DIRECTIONS:
Below are the records; collect from them each line containing the string "parents".

DATA UNDER STUDY:
· · · · ·

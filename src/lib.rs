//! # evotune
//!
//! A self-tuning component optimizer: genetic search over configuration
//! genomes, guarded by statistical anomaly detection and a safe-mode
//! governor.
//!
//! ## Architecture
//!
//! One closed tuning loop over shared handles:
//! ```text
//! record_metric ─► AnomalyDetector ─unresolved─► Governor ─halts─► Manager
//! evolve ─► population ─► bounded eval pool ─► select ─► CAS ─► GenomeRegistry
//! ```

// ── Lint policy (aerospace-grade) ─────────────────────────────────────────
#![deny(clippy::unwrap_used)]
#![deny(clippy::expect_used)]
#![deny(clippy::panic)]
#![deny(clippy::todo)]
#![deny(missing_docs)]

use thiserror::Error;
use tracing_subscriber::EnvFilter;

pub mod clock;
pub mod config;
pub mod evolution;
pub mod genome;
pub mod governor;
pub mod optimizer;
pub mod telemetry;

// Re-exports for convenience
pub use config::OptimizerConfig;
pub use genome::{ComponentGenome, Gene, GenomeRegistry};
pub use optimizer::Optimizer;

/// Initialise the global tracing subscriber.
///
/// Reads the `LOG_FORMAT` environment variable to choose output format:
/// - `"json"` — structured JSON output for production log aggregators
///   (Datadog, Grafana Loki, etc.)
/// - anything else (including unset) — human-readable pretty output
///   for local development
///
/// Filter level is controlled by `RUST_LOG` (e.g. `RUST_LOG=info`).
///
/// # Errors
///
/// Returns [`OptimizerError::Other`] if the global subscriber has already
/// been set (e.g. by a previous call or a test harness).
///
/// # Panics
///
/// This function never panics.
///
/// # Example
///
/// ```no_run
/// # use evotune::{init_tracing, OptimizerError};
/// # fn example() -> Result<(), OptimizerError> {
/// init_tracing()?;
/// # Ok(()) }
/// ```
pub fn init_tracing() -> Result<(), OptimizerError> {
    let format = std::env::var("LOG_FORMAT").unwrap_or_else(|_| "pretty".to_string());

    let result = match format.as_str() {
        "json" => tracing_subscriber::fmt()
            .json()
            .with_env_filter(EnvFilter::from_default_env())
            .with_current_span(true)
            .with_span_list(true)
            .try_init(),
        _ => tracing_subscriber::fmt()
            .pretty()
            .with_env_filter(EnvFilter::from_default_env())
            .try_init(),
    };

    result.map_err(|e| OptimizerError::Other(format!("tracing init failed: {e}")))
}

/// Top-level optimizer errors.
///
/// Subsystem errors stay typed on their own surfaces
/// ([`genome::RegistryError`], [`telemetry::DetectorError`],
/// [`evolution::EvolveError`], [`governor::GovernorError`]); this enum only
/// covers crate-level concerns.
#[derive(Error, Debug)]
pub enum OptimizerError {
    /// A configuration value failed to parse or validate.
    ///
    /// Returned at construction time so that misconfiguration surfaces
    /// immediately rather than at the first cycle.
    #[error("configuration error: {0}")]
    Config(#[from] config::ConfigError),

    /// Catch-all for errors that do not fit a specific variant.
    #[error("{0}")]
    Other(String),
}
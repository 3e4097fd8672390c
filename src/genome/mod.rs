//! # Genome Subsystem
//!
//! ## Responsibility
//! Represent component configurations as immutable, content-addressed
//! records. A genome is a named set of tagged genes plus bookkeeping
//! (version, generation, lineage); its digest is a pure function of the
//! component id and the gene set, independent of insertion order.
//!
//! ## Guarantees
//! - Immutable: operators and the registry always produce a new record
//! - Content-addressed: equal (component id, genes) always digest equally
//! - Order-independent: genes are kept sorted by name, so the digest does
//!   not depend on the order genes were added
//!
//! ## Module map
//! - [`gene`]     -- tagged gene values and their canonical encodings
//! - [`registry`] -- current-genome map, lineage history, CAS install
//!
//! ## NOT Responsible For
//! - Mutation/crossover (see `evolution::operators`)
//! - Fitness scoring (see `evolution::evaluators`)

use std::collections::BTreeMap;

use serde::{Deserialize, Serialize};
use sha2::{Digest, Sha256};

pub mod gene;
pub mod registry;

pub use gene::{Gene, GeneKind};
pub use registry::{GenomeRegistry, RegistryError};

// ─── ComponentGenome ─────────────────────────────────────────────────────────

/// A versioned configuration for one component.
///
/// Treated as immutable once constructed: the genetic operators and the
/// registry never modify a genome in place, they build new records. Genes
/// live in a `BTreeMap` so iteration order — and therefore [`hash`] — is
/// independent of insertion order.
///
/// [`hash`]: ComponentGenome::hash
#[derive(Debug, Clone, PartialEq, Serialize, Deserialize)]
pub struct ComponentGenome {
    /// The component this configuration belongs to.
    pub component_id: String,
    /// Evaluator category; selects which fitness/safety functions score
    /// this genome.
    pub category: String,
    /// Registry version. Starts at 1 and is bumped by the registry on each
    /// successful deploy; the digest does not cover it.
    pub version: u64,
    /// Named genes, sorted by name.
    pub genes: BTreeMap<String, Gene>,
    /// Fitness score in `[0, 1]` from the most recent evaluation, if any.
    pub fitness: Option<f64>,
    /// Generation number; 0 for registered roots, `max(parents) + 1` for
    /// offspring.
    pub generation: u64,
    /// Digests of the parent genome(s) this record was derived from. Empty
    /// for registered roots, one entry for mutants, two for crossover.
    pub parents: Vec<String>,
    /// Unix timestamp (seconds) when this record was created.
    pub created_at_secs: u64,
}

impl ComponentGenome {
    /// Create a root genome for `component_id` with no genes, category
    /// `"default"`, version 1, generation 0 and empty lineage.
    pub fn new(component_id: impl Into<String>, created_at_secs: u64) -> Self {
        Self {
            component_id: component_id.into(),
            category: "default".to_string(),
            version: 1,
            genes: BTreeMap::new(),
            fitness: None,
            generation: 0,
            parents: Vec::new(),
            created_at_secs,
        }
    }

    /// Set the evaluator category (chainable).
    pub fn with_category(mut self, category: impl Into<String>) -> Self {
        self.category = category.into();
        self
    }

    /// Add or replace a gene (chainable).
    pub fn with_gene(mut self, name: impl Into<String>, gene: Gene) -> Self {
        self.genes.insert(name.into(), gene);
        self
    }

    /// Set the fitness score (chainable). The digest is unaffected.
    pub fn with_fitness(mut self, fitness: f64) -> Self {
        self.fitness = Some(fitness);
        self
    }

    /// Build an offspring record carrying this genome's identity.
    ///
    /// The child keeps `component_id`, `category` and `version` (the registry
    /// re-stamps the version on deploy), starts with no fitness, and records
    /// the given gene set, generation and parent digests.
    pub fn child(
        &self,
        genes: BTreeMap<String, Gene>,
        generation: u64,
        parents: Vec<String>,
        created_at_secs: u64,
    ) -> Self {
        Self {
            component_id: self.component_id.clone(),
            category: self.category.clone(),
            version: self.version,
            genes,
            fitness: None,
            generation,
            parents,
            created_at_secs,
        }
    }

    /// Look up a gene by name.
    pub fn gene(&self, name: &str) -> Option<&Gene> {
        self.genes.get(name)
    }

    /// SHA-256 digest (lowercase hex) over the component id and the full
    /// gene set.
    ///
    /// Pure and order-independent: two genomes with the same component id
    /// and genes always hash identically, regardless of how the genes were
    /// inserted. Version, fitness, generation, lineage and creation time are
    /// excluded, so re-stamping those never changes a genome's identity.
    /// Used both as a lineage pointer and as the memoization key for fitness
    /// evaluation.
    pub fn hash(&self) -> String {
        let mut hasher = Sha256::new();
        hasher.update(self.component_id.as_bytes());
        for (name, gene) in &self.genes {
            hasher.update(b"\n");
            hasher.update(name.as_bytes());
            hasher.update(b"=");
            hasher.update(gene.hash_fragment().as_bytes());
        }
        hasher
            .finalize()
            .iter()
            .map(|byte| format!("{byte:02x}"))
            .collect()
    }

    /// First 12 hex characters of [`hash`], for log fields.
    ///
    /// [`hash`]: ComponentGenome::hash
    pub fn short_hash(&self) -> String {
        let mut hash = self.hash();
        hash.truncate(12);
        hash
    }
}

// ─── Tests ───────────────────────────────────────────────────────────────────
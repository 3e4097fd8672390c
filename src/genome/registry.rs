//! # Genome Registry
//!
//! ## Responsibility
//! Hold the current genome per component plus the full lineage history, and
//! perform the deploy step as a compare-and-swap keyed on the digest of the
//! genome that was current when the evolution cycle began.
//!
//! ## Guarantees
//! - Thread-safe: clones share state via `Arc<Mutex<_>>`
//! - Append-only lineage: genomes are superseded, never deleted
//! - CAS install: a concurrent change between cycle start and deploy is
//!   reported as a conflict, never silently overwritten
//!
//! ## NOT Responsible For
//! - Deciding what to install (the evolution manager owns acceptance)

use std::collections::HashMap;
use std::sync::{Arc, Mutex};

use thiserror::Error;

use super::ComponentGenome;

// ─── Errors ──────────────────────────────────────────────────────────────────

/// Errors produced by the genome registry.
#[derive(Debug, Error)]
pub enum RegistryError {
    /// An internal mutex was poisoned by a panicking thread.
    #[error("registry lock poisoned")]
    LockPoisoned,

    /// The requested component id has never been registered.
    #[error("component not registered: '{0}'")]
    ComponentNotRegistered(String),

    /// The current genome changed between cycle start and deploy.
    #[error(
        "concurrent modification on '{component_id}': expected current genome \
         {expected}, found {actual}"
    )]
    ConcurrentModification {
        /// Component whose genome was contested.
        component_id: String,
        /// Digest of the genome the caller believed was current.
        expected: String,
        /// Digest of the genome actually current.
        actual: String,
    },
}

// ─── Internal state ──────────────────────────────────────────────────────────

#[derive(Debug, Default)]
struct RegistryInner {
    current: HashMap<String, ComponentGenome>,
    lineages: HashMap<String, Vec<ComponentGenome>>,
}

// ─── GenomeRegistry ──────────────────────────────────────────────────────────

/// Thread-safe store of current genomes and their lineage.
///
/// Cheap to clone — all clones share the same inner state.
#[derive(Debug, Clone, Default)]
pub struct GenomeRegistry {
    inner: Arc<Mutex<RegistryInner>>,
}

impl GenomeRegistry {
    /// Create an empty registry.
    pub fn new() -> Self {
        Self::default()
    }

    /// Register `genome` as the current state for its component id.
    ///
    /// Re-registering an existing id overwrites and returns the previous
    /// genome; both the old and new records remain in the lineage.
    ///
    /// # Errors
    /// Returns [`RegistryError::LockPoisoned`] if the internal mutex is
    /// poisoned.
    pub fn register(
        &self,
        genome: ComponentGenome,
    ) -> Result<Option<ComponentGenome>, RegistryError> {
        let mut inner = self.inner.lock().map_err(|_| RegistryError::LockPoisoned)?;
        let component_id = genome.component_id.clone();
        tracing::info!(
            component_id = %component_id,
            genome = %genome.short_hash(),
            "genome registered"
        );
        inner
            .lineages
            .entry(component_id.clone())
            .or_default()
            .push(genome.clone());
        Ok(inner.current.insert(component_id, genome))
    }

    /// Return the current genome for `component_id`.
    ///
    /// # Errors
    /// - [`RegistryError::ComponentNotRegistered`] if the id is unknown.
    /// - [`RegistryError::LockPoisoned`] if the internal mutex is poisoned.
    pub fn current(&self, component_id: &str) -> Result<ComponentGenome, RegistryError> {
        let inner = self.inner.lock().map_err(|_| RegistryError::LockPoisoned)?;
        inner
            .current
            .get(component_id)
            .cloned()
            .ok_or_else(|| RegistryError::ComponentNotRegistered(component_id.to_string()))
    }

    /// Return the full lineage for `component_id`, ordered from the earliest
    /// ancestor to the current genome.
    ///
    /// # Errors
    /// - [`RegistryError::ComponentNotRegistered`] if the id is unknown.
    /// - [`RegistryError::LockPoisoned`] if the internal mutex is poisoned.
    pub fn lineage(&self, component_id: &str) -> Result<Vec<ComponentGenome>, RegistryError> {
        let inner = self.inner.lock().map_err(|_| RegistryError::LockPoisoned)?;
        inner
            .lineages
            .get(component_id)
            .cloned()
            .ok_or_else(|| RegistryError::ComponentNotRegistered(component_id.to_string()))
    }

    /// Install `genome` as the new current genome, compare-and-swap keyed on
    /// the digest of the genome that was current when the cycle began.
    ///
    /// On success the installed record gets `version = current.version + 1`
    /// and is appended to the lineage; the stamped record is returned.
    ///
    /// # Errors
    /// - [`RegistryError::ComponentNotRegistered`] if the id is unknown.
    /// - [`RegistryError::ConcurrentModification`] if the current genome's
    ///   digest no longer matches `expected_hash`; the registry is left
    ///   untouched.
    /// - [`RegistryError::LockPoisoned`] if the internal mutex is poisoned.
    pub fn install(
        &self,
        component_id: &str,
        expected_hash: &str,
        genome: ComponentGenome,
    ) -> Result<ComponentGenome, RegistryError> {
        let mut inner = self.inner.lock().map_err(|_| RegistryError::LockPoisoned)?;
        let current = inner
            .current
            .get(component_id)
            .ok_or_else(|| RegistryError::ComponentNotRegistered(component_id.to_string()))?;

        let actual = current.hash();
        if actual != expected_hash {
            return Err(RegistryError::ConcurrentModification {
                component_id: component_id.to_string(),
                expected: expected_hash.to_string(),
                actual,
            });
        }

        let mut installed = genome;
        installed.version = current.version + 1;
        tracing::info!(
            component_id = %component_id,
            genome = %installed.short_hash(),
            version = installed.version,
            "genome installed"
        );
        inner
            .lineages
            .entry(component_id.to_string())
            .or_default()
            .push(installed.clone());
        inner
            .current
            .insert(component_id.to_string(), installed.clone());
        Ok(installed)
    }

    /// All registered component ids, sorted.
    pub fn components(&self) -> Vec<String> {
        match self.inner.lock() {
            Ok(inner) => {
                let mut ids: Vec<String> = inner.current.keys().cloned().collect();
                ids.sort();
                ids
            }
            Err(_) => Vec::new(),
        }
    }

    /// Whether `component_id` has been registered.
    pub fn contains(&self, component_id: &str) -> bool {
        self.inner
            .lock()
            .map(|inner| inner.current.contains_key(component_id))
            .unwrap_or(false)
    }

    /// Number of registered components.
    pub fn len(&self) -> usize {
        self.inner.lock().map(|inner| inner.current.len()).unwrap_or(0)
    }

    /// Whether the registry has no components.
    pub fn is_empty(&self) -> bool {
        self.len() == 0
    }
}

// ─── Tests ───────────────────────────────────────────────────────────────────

· · · · ·

TASK RESULT:
    /// Generation number; 0 for registered roots, `max(parents) + 1` for
    pub parents: Vec<String>,
            parents: Vec::new(),
        parents: Vec<String>,
            parents,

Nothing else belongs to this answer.